- TASK TO COMPLETE
Transcribe all of the entries, matching each one exactly.

- EXCERPTED RECORDS

»»

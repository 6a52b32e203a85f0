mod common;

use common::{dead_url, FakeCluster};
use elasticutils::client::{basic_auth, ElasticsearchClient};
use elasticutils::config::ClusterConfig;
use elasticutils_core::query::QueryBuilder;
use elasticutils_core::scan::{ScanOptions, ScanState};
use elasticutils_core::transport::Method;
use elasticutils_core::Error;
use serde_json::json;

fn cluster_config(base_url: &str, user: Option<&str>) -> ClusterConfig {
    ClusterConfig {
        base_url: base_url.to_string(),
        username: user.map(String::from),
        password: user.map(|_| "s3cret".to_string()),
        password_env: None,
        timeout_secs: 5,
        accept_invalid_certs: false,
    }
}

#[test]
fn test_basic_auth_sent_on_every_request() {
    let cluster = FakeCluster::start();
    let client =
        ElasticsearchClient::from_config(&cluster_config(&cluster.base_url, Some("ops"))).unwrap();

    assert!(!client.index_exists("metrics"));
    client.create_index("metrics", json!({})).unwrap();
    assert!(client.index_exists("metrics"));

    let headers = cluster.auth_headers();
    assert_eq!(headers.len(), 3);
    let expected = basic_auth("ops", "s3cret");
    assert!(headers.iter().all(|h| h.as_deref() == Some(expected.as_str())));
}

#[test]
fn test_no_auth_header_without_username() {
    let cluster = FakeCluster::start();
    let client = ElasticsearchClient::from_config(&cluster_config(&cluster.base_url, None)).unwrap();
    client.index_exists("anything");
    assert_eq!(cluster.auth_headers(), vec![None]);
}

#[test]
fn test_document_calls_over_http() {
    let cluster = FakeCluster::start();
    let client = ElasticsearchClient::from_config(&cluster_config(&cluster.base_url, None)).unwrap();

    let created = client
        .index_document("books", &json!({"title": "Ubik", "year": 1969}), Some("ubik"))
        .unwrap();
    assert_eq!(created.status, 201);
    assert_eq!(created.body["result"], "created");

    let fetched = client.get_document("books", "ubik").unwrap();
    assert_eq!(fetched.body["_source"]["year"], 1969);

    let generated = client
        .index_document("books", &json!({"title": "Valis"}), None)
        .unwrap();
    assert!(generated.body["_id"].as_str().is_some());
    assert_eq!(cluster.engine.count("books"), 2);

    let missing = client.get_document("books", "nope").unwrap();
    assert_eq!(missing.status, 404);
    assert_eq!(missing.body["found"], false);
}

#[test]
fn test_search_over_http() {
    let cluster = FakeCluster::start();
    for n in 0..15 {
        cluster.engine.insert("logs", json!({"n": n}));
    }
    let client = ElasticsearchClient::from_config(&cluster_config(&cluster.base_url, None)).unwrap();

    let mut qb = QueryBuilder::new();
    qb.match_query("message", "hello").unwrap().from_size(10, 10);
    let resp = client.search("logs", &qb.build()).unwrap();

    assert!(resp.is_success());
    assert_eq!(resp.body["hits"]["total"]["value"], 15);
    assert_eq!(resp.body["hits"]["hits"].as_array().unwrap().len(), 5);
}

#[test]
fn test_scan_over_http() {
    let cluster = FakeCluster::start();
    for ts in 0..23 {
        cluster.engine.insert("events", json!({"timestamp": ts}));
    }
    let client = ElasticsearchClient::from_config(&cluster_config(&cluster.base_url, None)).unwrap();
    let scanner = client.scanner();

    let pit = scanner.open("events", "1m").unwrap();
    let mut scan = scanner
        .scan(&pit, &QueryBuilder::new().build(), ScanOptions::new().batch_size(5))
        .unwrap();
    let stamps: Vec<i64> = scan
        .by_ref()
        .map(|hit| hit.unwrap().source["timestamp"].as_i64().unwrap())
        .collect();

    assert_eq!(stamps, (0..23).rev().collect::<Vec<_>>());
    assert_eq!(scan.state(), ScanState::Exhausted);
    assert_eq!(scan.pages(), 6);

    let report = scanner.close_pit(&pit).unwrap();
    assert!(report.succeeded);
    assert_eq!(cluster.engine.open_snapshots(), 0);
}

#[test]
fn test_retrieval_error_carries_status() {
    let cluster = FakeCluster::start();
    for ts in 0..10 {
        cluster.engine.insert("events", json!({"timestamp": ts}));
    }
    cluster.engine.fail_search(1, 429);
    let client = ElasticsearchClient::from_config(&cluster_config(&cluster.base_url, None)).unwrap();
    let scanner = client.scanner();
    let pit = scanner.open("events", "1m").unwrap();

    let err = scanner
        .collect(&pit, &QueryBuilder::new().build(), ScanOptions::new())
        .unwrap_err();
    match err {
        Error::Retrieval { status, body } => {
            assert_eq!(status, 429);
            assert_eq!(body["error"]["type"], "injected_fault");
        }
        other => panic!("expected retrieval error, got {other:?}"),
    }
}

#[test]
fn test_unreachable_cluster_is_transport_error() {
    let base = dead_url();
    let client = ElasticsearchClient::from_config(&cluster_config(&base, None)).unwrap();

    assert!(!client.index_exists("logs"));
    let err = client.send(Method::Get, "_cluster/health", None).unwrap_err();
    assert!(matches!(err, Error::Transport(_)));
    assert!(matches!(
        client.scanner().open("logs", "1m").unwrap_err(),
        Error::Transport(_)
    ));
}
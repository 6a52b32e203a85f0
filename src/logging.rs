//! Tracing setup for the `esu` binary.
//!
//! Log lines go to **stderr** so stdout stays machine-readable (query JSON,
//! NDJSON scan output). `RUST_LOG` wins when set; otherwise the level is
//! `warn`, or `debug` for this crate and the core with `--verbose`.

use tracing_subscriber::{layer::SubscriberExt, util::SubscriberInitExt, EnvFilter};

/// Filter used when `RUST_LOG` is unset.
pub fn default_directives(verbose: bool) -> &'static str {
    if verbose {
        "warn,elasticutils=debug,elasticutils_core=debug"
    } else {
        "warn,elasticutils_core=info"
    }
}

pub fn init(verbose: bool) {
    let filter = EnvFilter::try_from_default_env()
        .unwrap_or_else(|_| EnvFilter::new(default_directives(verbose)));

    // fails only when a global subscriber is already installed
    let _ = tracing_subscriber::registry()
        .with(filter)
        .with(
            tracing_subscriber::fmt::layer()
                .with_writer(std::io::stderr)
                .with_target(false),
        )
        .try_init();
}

««

- RESULT BELOW
repository 6a52b32e203a85f0
mod common;

use common::{dead_url, FakeCluster};
use elasticutils::client::{basic_auth, ElasticsearchClient};
use elasticutils::config::ClusterConfig;
use elasticutils_core::query::QueryBuilder;
use elasticutils_core::scan::{ScanOptions, ScanState};
use elasticutils_core::transport::Method;
use elasticutils_core::Error;
use serde_json::json;

fn cluster_config(base_url: &str, user: Option<&str>) -> ClusterConfig {
    ClusterConfig {
        base_url: base_url.to_string(),
        username: user.map(String::from),
        password: user.map(|_| "s3cret".to_string()),
        password_env: None,
        timeout_secs: 5,
        accept_invalid_certs: false,
    }
}

#[test]
fn test_basic_auth_sent_on_every_request() {
    let cluster = FakeCluster::start();
    let client =
        ElasticsearchClient::from_config(&cluster_config(&cluster.base_url, Some("ops"))).unwrap();

    assert!(!client.index_exists("metrics"));
    client.create_index("metrics", json!({})).unwrap();
    assert!(client.index_exists("metrics"));

    let headers = cluster.auth_headers();
    assert_eq!(headers.len(), 3);
    let expected = basic_auth("ops", "s3cret");
    assert!(headers.iter().all(|h| h.as_deref() == Some(expected.as_str())));
}

#[test]
fn test_no_auth_header_without_username() {
    let cluster = FakeCluster::start();
    let client = ElasticsearchClient::from_config(&cluster_config(&cluster.base_url, None)).unwrap();
    client.index_exists("anything");
    assert_eq!(cluster.auth_headers(), vec![None]);
}

#[test]
fn test_document_calls_over_http() {
    let cluster = FakeCluster::start();
    let client = ElasticsearchClient::from_config(&cluster_config(&cluster.base_url, None)).unwrap();

    let created = client
        .index_document("books", &json!({"title": "Ubik", "year": 1969}), Some("ubik"))
        .unwrap();
    assert_eq!(created.status, 201);
    assert_eq!(created.body["result"], "created");

    let fetched = client.get_document("books", "ubik").unwrap();
    assert_eq!(fetched.body["_source"]["year"], 1969);

    let generated = client
        .index_document("books", &json!({"title": "Valis"}), None)
        .unwrap();
    assert!(generated.body["_id"].as_str().is_some());
    assert_eq!(cluster.engine.count("books"), 2);

    let missing = client.get_document("books", "nope").unwrap();
    assert_eq!(missing.status, 404);
    assert_eq!(missing.body["found"], false);
}

#[test]
fn test_search_over_http() {
    let cluster = FakeCluster::start();
    for n in 0..15 {
        cluster.engine.insert("logs", json!({"n": n}));
    }
    let client = ElasticsearchClient::from_config(&cluster_config(&cluster.base_url, None)).unwrap();

    let mut qb = QueryBuilder::new();
    qb.match_query("message", "hello").unwrap().from_size(10, 10);
    let resp = client.search("logs", &qb.build()).unwrap();

    assert!(resp.is_success());
    assert_eq!(resp.body["hits"]["total"]["value"], 15);
    assert_eq!(resp.body["hits"]["hits"].as_array().unwrap().len(), 5);
}

#[test]
fn test_scan_over_http() {
    let cluster = FakeCluster::start();
    for ts in 0..23 {
        cluster.engine.insert("events", json!({"timestamp": ts}));
    }
    let client = ElasticsearchClient::from_config(&cluster_config(&cluster.base_url, None)).unwrap();
    let scanner = client.scanner();

    let pit = scanner.open("events", "1m").unwrap();
    let mut scan = scanner
        .scan(&pit, &QueryBuilder::new().build(), ScanOptions::new().batch_size(5))
        .unwrap();
    let stamps: Vec<i64> = scan
        .by_ref()
        .map(|hit| hit.unwrap().source["timestamp"].as_i64().unwrap())
        .collect();

    assert_eq!(stamps, (0..23).rev().collect::<Vec<_>>());
    assert_eq!(scan.state(), ScanState::Exhausted);
    assert_eq!(scan.pages(), 6);

    let report = scanner.close_pit(&pit).unwrap();
    assert!(report.succeeded);
    assert_eq!(cluster.engine.open_snapshots(), 0);
}

#[test]
fn test_retrieval_error_carries_status() {
    let cluster = FakeCluster::start();
    for ts in 0..10 {
        cluster.engine.insert("events", json!({"timestamp": ts}));
    }
    cluster.engine.fail_search(1, 429);
    let client = ElasticsearchClient::from_config(&cluster_config(&cluster.base_url, None)).unwrap();
    let scanner = client.scanner();
    let pit = scanner.open("events", "1m").unwrap();

    let err = scanner
        .collect(&pit, &QueryBuilder::new().build(), ScanOptions::new())
        .unwrap_err();
    match err {
        Error::Retrieval { status, body } => {
            assert_eq!(status, 429);
            assert_eq!(body["error"]["type"], "injected_fault");
        }
        other => panic!("expected retrieval error, got {other:?}"),
    }
}

#[test]
fn test_unreachable_cluster_is_transport_error() {
    let base = dead_url();
    let client = ElasticsearchClient::from_config(&cluster_config(&base, None)).unwrap();

    assert!(!client.index_exists("logs"));
    let err = client.send(Method::Get, "_cluster/health", None).unwrap_err();
    assert!(matches!(err, Error::Transport(_)));
    assert!(matches!(
        client.scanner().open("logs", "1m").unwrap_err(),
        Error::Transport(_)
    ));
}
repository 6a52b32e203a85f0
filename src/logging.rs
//! Tracing setup for the `esu` binary.
//!
//! Log lines go to **stderr** so stdout stays machine-readable (query JSON,
//! NDJSON scan output). `RUST_LOG` wins when set; otherwise the level is
//! `warn`, or `debug` for this crate and the core with `--verbose`.

use tracing_subscriber::{layer::SubscriberExt, util::SubscriberInitExt, EnvFilter};

/// Filter used when `RUST_LOG` is unset.
pub fn default_directives(verbose: bool) -> &'static str {
    if verbose {
        "warn,elasticutils=debug,elasticutils_core=debug"
    } else {
        "warn,elasticutils_core=info"
    }
}

pub fn init(verbose: bool) {
    let filter = EnvFilter::try_from_default_env()
        .unwrap_or_else(|_| EnvFilter::new(default_directives(verbose)));

    // fails only when a global subscriber is already installed
    let _ = tracing_subscriber::registry()
        .with(filter)
        .with(
            tracing_subscriber::fmt::layer()
                .with_writer(std::io::stderr)
                .with_target(false),
        )
        .try_init();
}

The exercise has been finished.